• **Task to carry out**:
What do the lines say from the start of the entries through the one containing "fields, kept verbatim."? Repeat them exactly.

Saved data entries:
......

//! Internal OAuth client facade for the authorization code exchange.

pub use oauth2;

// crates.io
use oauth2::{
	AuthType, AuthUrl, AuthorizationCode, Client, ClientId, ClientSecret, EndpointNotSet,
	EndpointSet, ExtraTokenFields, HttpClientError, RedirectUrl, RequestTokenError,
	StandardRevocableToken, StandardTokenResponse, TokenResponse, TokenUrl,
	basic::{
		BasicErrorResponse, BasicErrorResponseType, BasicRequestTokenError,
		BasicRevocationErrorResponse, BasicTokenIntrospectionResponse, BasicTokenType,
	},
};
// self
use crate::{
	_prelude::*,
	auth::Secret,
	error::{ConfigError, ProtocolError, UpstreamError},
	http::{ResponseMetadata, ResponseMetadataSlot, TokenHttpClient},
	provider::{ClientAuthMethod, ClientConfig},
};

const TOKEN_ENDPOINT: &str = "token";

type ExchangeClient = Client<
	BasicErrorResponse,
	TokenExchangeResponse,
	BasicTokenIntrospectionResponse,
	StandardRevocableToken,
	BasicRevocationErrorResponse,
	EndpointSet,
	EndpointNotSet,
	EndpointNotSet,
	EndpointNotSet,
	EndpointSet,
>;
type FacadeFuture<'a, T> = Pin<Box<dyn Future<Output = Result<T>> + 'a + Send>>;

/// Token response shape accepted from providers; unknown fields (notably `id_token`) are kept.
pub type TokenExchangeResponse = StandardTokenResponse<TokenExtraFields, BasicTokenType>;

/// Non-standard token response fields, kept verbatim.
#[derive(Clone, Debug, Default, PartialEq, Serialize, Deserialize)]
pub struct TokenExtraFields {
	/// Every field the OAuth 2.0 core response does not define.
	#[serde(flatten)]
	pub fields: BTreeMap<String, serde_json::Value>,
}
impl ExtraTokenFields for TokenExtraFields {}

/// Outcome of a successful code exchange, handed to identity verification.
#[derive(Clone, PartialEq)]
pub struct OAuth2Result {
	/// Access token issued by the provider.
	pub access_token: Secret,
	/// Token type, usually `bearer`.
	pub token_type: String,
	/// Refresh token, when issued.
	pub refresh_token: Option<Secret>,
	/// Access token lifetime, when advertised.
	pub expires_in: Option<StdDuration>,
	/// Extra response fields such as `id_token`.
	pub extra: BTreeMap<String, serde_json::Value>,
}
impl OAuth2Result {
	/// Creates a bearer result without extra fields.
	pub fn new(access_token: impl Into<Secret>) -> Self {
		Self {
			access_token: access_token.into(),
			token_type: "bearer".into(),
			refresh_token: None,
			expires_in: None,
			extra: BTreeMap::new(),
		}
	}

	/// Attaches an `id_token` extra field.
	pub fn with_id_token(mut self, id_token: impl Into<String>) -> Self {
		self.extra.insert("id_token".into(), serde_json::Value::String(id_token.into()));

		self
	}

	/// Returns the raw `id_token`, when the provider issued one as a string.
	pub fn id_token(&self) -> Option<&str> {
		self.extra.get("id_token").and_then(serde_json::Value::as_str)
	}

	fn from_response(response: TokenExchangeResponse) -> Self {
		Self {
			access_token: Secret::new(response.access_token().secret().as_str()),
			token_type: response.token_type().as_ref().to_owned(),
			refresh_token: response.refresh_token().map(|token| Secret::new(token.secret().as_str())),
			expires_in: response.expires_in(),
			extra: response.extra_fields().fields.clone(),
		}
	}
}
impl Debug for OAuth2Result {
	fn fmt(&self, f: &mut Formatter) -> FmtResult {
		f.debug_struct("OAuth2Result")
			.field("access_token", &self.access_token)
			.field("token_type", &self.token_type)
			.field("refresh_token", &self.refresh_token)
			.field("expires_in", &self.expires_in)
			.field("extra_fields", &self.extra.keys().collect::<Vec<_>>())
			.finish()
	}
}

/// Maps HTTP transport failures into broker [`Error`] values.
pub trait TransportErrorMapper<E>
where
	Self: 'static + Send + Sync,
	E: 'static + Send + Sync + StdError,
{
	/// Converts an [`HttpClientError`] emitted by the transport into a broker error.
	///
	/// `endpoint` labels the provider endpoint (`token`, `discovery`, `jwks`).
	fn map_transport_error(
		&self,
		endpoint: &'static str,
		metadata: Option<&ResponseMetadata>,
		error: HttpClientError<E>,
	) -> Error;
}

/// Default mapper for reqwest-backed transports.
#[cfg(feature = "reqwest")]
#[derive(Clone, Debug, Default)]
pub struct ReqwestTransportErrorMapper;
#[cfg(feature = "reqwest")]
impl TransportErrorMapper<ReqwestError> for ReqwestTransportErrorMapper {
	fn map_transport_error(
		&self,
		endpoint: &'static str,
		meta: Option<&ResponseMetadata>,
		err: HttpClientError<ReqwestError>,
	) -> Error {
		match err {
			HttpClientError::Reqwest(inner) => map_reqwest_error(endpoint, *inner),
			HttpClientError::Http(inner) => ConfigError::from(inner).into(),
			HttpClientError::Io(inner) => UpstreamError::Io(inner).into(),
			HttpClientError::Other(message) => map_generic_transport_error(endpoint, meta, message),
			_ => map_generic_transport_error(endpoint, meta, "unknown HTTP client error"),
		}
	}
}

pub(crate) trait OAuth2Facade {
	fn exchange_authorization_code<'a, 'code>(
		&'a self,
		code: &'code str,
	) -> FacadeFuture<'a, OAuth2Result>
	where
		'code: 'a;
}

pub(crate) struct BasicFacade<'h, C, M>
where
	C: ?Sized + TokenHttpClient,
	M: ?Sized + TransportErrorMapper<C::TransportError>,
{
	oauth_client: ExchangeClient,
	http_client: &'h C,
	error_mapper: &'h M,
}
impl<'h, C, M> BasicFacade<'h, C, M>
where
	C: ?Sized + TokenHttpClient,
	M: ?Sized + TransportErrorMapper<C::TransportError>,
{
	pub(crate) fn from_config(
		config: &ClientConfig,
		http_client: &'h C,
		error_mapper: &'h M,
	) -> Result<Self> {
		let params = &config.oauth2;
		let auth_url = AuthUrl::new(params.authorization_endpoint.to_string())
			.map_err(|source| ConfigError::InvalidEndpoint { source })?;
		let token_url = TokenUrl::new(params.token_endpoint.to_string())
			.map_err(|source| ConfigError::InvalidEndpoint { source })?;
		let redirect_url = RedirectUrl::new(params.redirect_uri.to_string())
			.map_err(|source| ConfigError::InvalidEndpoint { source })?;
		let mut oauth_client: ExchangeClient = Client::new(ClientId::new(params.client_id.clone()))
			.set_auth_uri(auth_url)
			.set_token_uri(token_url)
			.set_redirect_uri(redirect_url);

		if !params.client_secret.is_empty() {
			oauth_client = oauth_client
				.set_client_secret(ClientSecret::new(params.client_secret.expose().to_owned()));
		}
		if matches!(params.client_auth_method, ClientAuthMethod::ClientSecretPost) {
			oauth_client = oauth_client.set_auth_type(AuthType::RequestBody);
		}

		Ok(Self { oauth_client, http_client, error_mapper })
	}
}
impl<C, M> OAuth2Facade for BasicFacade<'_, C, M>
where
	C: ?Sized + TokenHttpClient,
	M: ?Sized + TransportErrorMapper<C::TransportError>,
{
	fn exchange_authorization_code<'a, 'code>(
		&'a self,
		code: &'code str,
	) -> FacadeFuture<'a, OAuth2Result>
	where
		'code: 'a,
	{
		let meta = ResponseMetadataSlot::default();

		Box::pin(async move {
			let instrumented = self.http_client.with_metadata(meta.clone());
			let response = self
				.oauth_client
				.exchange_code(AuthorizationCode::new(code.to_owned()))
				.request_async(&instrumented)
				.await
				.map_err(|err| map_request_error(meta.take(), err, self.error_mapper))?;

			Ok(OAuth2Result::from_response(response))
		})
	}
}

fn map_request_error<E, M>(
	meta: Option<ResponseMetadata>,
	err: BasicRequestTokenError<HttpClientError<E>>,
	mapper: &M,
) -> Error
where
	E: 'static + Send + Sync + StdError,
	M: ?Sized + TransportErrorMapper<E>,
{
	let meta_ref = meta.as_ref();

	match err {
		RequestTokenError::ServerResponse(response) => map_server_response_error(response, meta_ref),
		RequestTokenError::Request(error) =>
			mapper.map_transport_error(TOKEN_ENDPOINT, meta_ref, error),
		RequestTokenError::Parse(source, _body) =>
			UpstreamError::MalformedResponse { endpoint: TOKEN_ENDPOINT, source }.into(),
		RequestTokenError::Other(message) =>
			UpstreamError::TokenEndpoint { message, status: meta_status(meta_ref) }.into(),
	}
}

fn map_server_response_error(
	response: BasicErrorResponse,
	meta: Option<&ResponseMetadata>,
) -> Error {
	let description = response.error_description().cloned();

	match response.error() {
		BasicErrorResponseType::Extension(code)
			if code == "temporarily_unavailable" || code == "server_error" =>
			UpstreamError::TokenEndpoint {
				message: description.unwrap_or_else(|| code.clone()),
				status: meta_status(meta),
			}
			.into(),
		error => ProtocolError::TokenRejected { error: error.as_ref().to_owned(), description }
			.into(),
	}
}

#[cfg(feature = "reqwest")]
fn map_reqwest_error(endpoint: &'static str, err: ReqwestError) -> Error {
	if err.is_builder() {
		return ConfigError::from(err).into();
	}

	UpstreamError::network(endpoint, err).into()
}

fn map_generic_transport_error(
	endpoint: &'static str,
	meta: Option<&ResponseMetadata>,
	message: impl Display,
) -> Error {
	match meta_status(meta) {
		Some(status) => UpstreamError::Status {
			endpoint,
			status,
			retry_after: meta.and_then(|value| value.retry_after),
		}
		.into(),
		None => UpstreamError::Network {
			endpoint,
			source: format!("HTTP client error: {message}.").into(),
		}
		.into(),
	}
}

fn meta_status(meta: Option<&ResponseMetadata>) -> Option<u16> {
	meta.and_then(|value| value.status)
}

......

• **Output for this exercise**:
//! Internal OAuth client facade for the authorization code exchange.

pub use oauth2;

// crates.io
use oauth2::{
	AuthType, AuthUrl, AuthorizationCode, Client, ClientId, ClientSecret, EndpointNotSet,
	EndpointSet, ExtraTokenFields, HttpClientError, RedirectUrl, RequestTokenError,
	StandardRevocableToken, StandardTokenResponse, TokenResponse, TokenUrl,
	basic::{
		BasicErrorResponse, BasicErrorResponseType, BasicRequestTokenError,
		BasicRevocationErrorResponse, BasicTokenIntrospectionResponse, BasicTokenType,
	},
};
// self
use crate::{
	_prelude::*,
	auth::Secret,
	error::{ConfigError, ProtocolError, UpstreamError},
	http::{ResponseMetadata, ResponseMetadataSlot, TokenHttpClient},
	provider::{ClientAuthMethod, ClientConfig},
};

const TOKEN_ENDPOINT: &str = "token";

type ExchangeClient = Client<
	BasicErrorResponse,
	TokenExchangeResponse,
	BasicTokenIntrospectionResponse,
	StandardRevocableToken,
	BasicRevocationErrorResponse,
	EndpointSet,
	EndpointNotSet,
	EndpointNotSet,
	EndpointNotSet,
	EndpointSet,
>;
type FacadeFuture<'a, T> = Pin<Box<dyn Future<Output = Result<T>> + 'a + Send>>;

/// Token response shape accepted from providers; unknown fields (notably `id_token`) are kept.
pub type TokenExchangeResponse = StandardTokenResponse<TokenExtraFields, BasicTokenType>;

/// Non-standard token response fields, kept verbatim.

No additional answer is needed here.